O Grupo Parlamentar do CHEGA Açores entregou, na Assembleia Legislativa da Região Autónoma dos Açores, um requerimento dirigido ao Governo Regional, pedindo esclarecimentos sobre o estado de execução da empreitada de ligação entre a Via Vitorino Nemésio e a Circular de Angra do Heroísmo.
Em causa está uma intervenção integrada no Plano de Recuperação e Resiliência (PRR), com um investimento superior a 6,8 milhões de euros, cuja execução teve início em Novembro de 2024 e que deverá estar concluída até ao final do primeiro semestre de 2026.
O CHEGA sublinha a relevância estratégica desta obra para a mobilidade na ilha Terceira, uma vez que envolve ligações estruturantes entre importantes eixos rodoviários, com impacto directo nas acessibilidades, na segurança rodoviária e na actividade económica local, nomeadamente nas zonas do Posto Santo, Araucária e Vinha Brava.
No entanto, têm sido reportadas dificuldades no terreno, designadamente por parte de empresários cujos estabelecimentos se encontram nos troços abrangidos pela intervenção, apontando para constrangimentos no acesso e potenciais prejuízos decorrentes da duração dos trabalhos.

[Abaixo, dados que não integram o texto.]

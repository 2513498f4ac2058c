//! Table block layout engine.
//!
//! A table block is a merged banner row, a header row and `R` data rows. The
//! engine writes one block at an anchor, autofits the block's columns and
//! returns the next free row (one blank row below the block).

use log::info;

use crate::spec::{EnumCellValue, SpecLabelValueItem, SpecReportStyles, XlsxWriteError};
use crate::surface::SheetSurface;
use crate::util::{calculate_column_width, estimate_width_len};

/// Write one table block anchored at `(n_row_anchor, n_col_anchor)`.
///
/// Layout:
/// - `n_row_anchor`: banner `title` merged across all header columns,
/// - `n_row_anchor + 1`: `headers`,
/// - `n_row_anchor + 2 ..`: `rows`, one cell per header.
///
/// Every column of the block gets width `(max_len + 2) * 1.2`, where
/// `max_len` is the longest rendered value of the block in that column.
///
/// Returns `n_row_anchor + rows.len() + 3`. `headers` must be non-empty. A row
/// whose cell count differs from `headers.len()` fails the call before
/// anything is written.
pub fn write_table<S, H>(
    surface: &mut S,
    n_row_anchor: usize,
    n_col_anchor: usize,
    title: &str,
    headers: &[H],
    rows: &[Vec<EnumCellValue>],
    styles: &SpecReportStyles,
) -> Result<usize, XlsxWriteError>
where
    S: SheetSurface + ?Sized,
    H: AsRef<str>,
{
    debug_assert!(!headers.is_empty(), "table '{title}' has no headers");

    let n_width = headers.len();
    if let Some((row_idx, row)) = rows.iter().enumerate().find(|(_, row)| row.len() != n_width) {
        return Err(XlsxWriteError::RowWidthMismatch {
            title: title.to_string(),
            row_idx,
            n_cells: row.len(),
            n_headers: n_width,
        });
    }

    let n_col_last = n_col_anchor + n_width.saturating_sub(1);
    let mut l_width_by_col = vec![0usize; n_width];

    surface.merge_range(
        n_row_anchor,
        n_col_anchor,
        n_col_last,
        title,
        &styles.fmt_banner,
    )?;
    if let Some(n_width_first) = l_width_by_col.first_mut() {
        *n_width_first = estimate_width_len(&EnumCellValue::from(title));
    }

    let n_row_header = n_row_anchor + 1;
    for (n_idx_col, header) in headers.iter().enumerate() {
        let value = EnumCellValue::from(header.as_ref());
        surface.write_cell(
            n_row_header,
            n_col_anchor + n_idx_col,
            &value,
            &styles.fmt_sub_header,
        )?;
        l_width_by_col[n_idx_col] = usize::max(l_width_by_col[n_idx_col], estimate_width_len(&value));
    }

    let n_row_data_first = n_row_anchor + 2;
    for (n_idx_row, row) in rows.iter().enumerate() {
        for (n_idx_col, value) in row.iter().enumerate() {
            surface.write_cell(
                n_row_data_first + n_idx_row,
                n_col_anchor + n_idx_col,
                value,
                &styles.fmt_cell,
            )?;
            l_width_by_col[n_idx_col] = usize::max(l_width_by_col[n_idx_col], estimate_width_len(value));
        }
    }

    for (n_idx_col, n_len_max) in l_width_by_col.iter().enumerate() {
        surface.set_column_width(n_col_anchor + n_idx_col, calculate_column_width(*n_len_max))?;
    }

    info!("Table '{title}' created successfully.");
    Ok(n_row_anchor + rows.len() + 3)
}

/// Write a two-column label/value block for a single record.
///
/// The banner is merged over both columns on `n_row_anchor`; item `i` is
/// written on `n_row_anchor + 1 + i` with its label in `n_col_anchor` and its
/// value in `n_col_anchor + 1`. Column widths are derived from the item rows
/// only. Returns `n_row_anchor + items.len() + 2`.
pub fn write_label_value_table<S>(
    surface: &mut S,
    n_row_anchor: usize,
    n_col_anchor: usize,
    title: &str,
    items: &[SpecLabelValueItem],
    styles: &SpecReportStyles,
) -> Result<usize, XlsxWriteError>
where
    S: SheetSurface + ?Sized,
{
    let n_col_value = n_col_anchor + 1;
    let fmt_value_emphasis = styles.fmt_cell.merge(&styles.fmt_emphasis);

    surface.merge_range(
        n_row_anchor,
        n_col_anchor,
        n_col_value,
        title,
        &styles.fmt_banner,
    )?;

    let n_row_first = n_row_anchor + 1;
    let mut n_len_label_max = 0usize;
    let mut n_len_value_max = 0usize;
    for (n_idx_item, item) in items.iter().enumerate() {
        let n_row = n_row_first + n_idx_item;
        let label = EnumCellValue::from(item.label.as_str());

        surface.write_cell(n_row, n_col_anchor, &label, &styles.fmt_sub_header)?;
        surface.write_cell(
            n_row,
            n_col_value,
            &item.value,
            if item.if_emphasis {
                &fmt_value_emphasis
            } else {
                &styles.fmt_cell
            },
        )?;

        n_len_label_max = usize::max(n_len_label_max, estimate_width_len(&label));
        n_len_value_max = usize::max(n_len_value_max, estimate_width_len(&item.value));
    }

    surface.set_column_width(n_col_anchor, calculate_column_width(n_len_label_max))?;
    surface.set_column_width(n_col_value, calculate_column_width(n_len_value_max))?;

    info!("Table '{title}' created successfully.");
    Ok(n_row_first + items.len() + 1)
}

Face à proximidade do prazo previsto para a conclusão da obra e à ausência de informação pública detalhada sobre o seu estado de execução, o Grupo Parlamentar do CHEGA considera fundamental obter esclarecimentos por parte do Governo Regional.
Os parlamentares querem saber, em concreto, qual a data prevista para a conclusão da empreitada, se foram registados atrasos na execução dos trabalhos, se houve alterações ao projecto inicial, e se estão previstos trabalhos adicionais ou revisão de encargos no âmbito desta obra.
O deputado Francisco Lima defende que projectos financiados por fundos comunitários, como o PRR, “exigem um elevado grau de rigor, transparência e cumprimento de prazos”, pelo que se torna essencial “garantir que não existem desvios que possam comprometer a sua execução ou penalizar as populações”.
O CHEGA irá continuar a acompanhar este processo, defendendo a necessidade de uma gestão eficiente das obras públicas e a salvaguarda dos interesses dos Açorianos, em particular das populações directamente afectadas por esta intervenção.